Growing evidence highlights the existence and tumor-promoting role of intratumoral bacteria in various types of cancers. However, the mechanisms enabling the intracellular survival of these microorganisms remain poorly understood, impeding the development of microbiota-targeting anticancer strategies.

Methods

A transcriptomics analysis was used to identify the disease-related bacteria in nasopharyngeal carcinoma (NPC). Cell-bacteria coculture assay, cell viability assay, and mouse xenograft tumor model were used for functional investigation. Immunofluorescence, quantitative PCR analysis, RNA sequencing, immunoblot analysis, co-immunoprecipitation and mass spectrometry were utilized in mechanistic research. Fluorescent in situ hybridization in NPC specimens and clinical data were used for prognosis analysis.

Results

We discovered that the Fusobacterium nucleatum (F. nucleatum), especially the C2 clade of F. nucleatum subsp. animalis (Fna C2), acts as an intracellular pathogen and exhibits distinct colonization advantages in NPC by inhibiting autophagy flux in host cells.
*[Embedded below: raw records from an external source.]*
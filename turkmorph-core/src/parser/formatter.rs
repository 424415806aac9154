//! Text renderings of parse results
//!
//! Three renderings are supported, shown here for "kitaba":
//!
//! | Method | Output |
//! |--------|--------|
//! | [`Formatter::format`] | `kitap+Noun+A3sg+Pnon+Dat` |
//! | [`Formatter::format_with_forms`] | `kitab(kitap)+Noun+A3sg+Pnon+Dat(+yA[a])` |
//! | [`Formatter::format_grouped`] | `(1,"kitap+Noun+A3sg+Pnon+Dat")` |
//!
//! Free transitions never appear in the output.

use crate::lexicon::{PrimaryPos, SecondaryPos};
use crate::morpheme::{MorphemeContainer, SuffixTransition};
use crate::morphotactics::{SuffixGraph, SuffixKind};
use crate::phonetics::sequence::{is_alphanumeric, is_blank};
use std::fmt::Write;

/// Secondary categories left out of grouped output
const GROUPED_SECONDARY_SKIPPED: [(PrimaryPos, SecondaryPos); 3] = [
    (PrimaryPos::Adverb, SecondaryPos::Question),
    (PrimaryPos::Adverb, SecondaryPos::Time),
    (PrimaryPos::Adjective, SecondaryPos::Question),
];

/// Renders containers using the suffix names of a graph
#[derive(Debug, Clone, Copy)]
pub struct Formatter<'a> {
    graph: &'a SuffixGraph,
}

impl<'a> Formatter<'a> {
    /// Formatter over the graph the containers were built with
    pub fn new(graph: &'a SuffixGraph) -> Self {
        Self { graph }
    }

    /// `lemma_root+Pos[+Spos]+Suffix...`
    pub fn format(&self, container: &MorphemeContainer) -> String {
        let lexeme = &container.root().lexeme;
        let mut out = format!(
            "{}+{}",
            lexeme.lemma_root,
            container.root_state().primary_pos
        );
        if let Some(secondary) = lexeme.secondary_pos {
            let _ = write!(out, "+{secondary}");
        }
        self.append_transitions(&mut out, container, false);
        out
    }

    /// `root(lemma)+Pos[+Spos]+Suffix(template[actual])...`
    pub fn format_with_forms(&self, container: &MorphemeContainer) -> String {
        let root = container.root();
        let mut out = format!(
            "{}({})+{}",
            root.as_str(),
            root.lexeme.lemma,
            container.root_state().primary_pos
        );
        if let Some(secondary) = root.lexeme.secondary_pos {
            let _ = write!(out, "+{secondary}");
        }
        self.append_transitions(&mut out, container, true);
        out
    }

    /// One `(index,"...")` group per inflection group; indices are optional
    pub fn format_grouped(&self, container: &MorphemeContainer, with_indices: bool) -> String {
        let lexeme = &container.root().lexeme;
        let mut head = format!("{}+{}", lexeme.lemma_root, lexeme.primary_pos);
        if let Some(secondary) = lexeme.secondary_pos {
            if !GROUPED_SECONDARY_SKIPPED.contains(&(lexeme.primary_pos, secondary)) {
                let _ = write!(head, "+{secondary}");
            }
        }

        let mut groups = vec![vec![head]];
        for transition in container.transitions() {
            if transition.is_derivational() {
                groups.push(vec![transition.target.primary_pos.to_string()]);
            }
            let suffix = self.graph.suffix(transition.application.suffix());
            if suffix.kind == SuffixKind::Free {
                continue;
            }
            if let Some(group) = groups.last_mut() {
                group.push(suffix.pretty_name.clone());
            }
        }

        let mut out = String::new();
        for (index, group) in groups.iter().enumerate() {
            out.push('(');
            if with_indices {
                let _ = write!(out, "{},", index + 1);
            }
            let _ = write!(out, "\"{}\")", group.join("+"));
        }
        out
    }

    fn append_transitions(&self, out: &mut String, container: &MorphemeContainer, with_forms: bool) {
        for transition in container.transitions() {
            if self.graph.suffix(transition.application.suffix()).kind == SuffixKind::Free {
                continue;
            }
            out.push('+');
            self.append_transition(out, transition, with_forms);
        }
    }

    fn append_transition(&self, out: &mut String, transition: &SuffixTransition, with_forms: bool) {
        if transition.is_derivational() {
            let _ = write!(out, "{}+", transition.target.primary_pos);
        }
        let application = &transition.application;
        let pretty = &self.graph.suffix(application.suffix()).pretty_name;
        if with_forms && !is_blank(&application.actual) && is_alphanumeric(&application.actual) {
            let _ = write!(
                out,
                "{pretty}({}[{}])",
                application.form.template(),
                application.actual
            );
        } else {
            out.push_str(pretty);
        }
    }
}

#[cfg(test)]
mod tests {
    use super::*;
    use crate::lexicon::{Lexeme, LexemeAttribute, Root};
    use crate::parser::SuffixApplier;
    use crate::phonetics::{calculate_phonetic_attributes, PhoneticExpectations, PhoneticsEngine};
    use crate::suffix::PlainApplier;
    use std::sync::Arc;

    fn applier() -> SuffixApplier {
        let graph = Arc::new(SuffixGraph::standard().unwrap());
        SuffixApplier::new(graph, PhoneticsEngine::new(Arc::new(PlainApplier)))
    }

    fn kitaba(applier: &SuffixApplier) -> MorphemeContainer {
        let graph = applier.graph();
        let lexeme = Lexeme::new("kitap", "kitap", PrimaryPos::Noun, None)
            .with_attributes([LexemeAttribute::Voicing]);
        let attrs = calculate_phonetic_attributes("kitab", lexeme.attributes);
        let root = Arc::new(Root::new(
            "kitab",
            Arc::new(lexeme),
            attrs,
            PhoneticExpectations::empty(),
        ));
        let mut container =
            MorphemeContainer::new(root, graph.info(graph.state_id("NOUN_ROOT").unwrap()), "a");
        for (suffix, template, target) in [
            ("A3Sg_Noun", "", "NOUN_WITH_AGREEMENT"),
            ("Pnon_Noun", "", "NOUN_WITH_POSSESSION"),
            ("Dat_Noun", "+yA", "NOUN_WITH_CASE"),
        ] {
            let form = graph.suffix_form(suffix, template).unwrap();
            let target = graph.info(graph.state_id(target).unwrap());
            container = applier
                .try_suffix_form(&container, form, target, "kitaba")
                .unwrap();
        }
        container
    }

    #[test]
    fn test_format_variants() {
        let applier = applier();
        let container = kitaba(&applier);
        let formatter = Formatter::new(applier.graph());

        assert_eq!(formatter.format(&container), "kitap+Noun+A3sg+Pnon+Dat");
        assert_eq!(
            formatter.format_with_forms(&container),
            "kitab(kitap)+Noun+A3sg+Pnon+Dat(+yA[a])"
        );
        assert_eq!(
            formatter.format_grouped(&container, true),
            "(1,\"kitap+Noun+A3sg+Pnon+Dat\")"
        );
        assert_eq!(
            formatter.format_grouped(&container, false),
            "(\"kitap+Noun+A3sg+Pnon+Dat\")"
        );
    }

    #[test]
    fn test_bare_root() {
        let applier = applier();
        let graph = applier.graph();
        let lexeme = Lexeme::new("nere", "nere", PrimaryPos::Adverb, Some(SecondaryPos::Question));
        let attrs = calculate_phonetic_attributes("nere", lexeme.attributes);
        let root = Arc::new(Root::new(
            "nere",
            Arc::new(lexeme),
            attrs,
            PhoneticExpectations::empty(),
        ));
        let container =
            MorphemeContainer::new(root, graph.info(graph.state_id("ADVERB_ROOT").unwrap()), "");
        let formatter = Formatter::new(graph);
        assert_eq!(formatter.format(&container), "nere+Adv+Ques");
        assert_eq!(formatter.format_grouped(&container, true), "(1,\"nere+Adv\")");
    }
}
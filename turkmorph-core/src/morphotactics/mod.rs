//! Morphotactics: which suffix may follow which
//!
//! The grammar is split into modules registered in order into one shared
//! namespace:
//!
//! - [`BasicModule`]: nouns, verbs, adjectives, adverbs, pronouns, question
//!   particles and the closed-class terminal roots
//! - [`NumeralModule`]: cardinal, ordinal and digit roots
//! - [`ProperNounModule`]: proper nouns and abbreviations
//! - [`CopulaModule`]: nominal copula, "değil" and explicit `dIr`
//!
//! [`SuffixGraph::standard`] stacks all four.

mod basic;
mod condition;
mod copula;
mod graph;
mod numeral;
mod proper_noun;

pub use basic::BasicModule;
pub use condition::Condition;
pub use copula::CopulaModule;
pub use graph::{
    form, FormSpec, GraphModule, GroupId, RootDispatch, RootMatcher, StateId, StateInfo, StateType,
    Suffix, SuffixEdge, SuffixForm, SuffixGraph, SuffixGraphBuilder, SuffixGraphState,
    SuffixGroup, SuffixId, SuffixKind,
};
pub use numeral::NumeralModule;
pub use proper_noun::ProperNounModule;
Mechanistically, the virulence protein FadA of Fna C2 increases the ubiquitination and promotes the degradation of Ras-related protein RAB7A by enhancing the interaction between RAB7A and the E3 ligase TRIM28, which thus impairs the autophagosome-lysosome fusion and the autophagy machinery. The dysfunctional autophagy not only enables the persistent intracellular survival of F. nucleatum but also contributes to the treatment resistance of NPC. Clinically, a high intratumoral F. nucleatum colonization is associated with tumor relapse and poor outcome in NPC patients.

Conclusion

Our findings elucidate a key mechanism by which F. nucleatum survives and promotes treatment resistance in NPC, providing a microbiological prognosis indicator for NPC patients.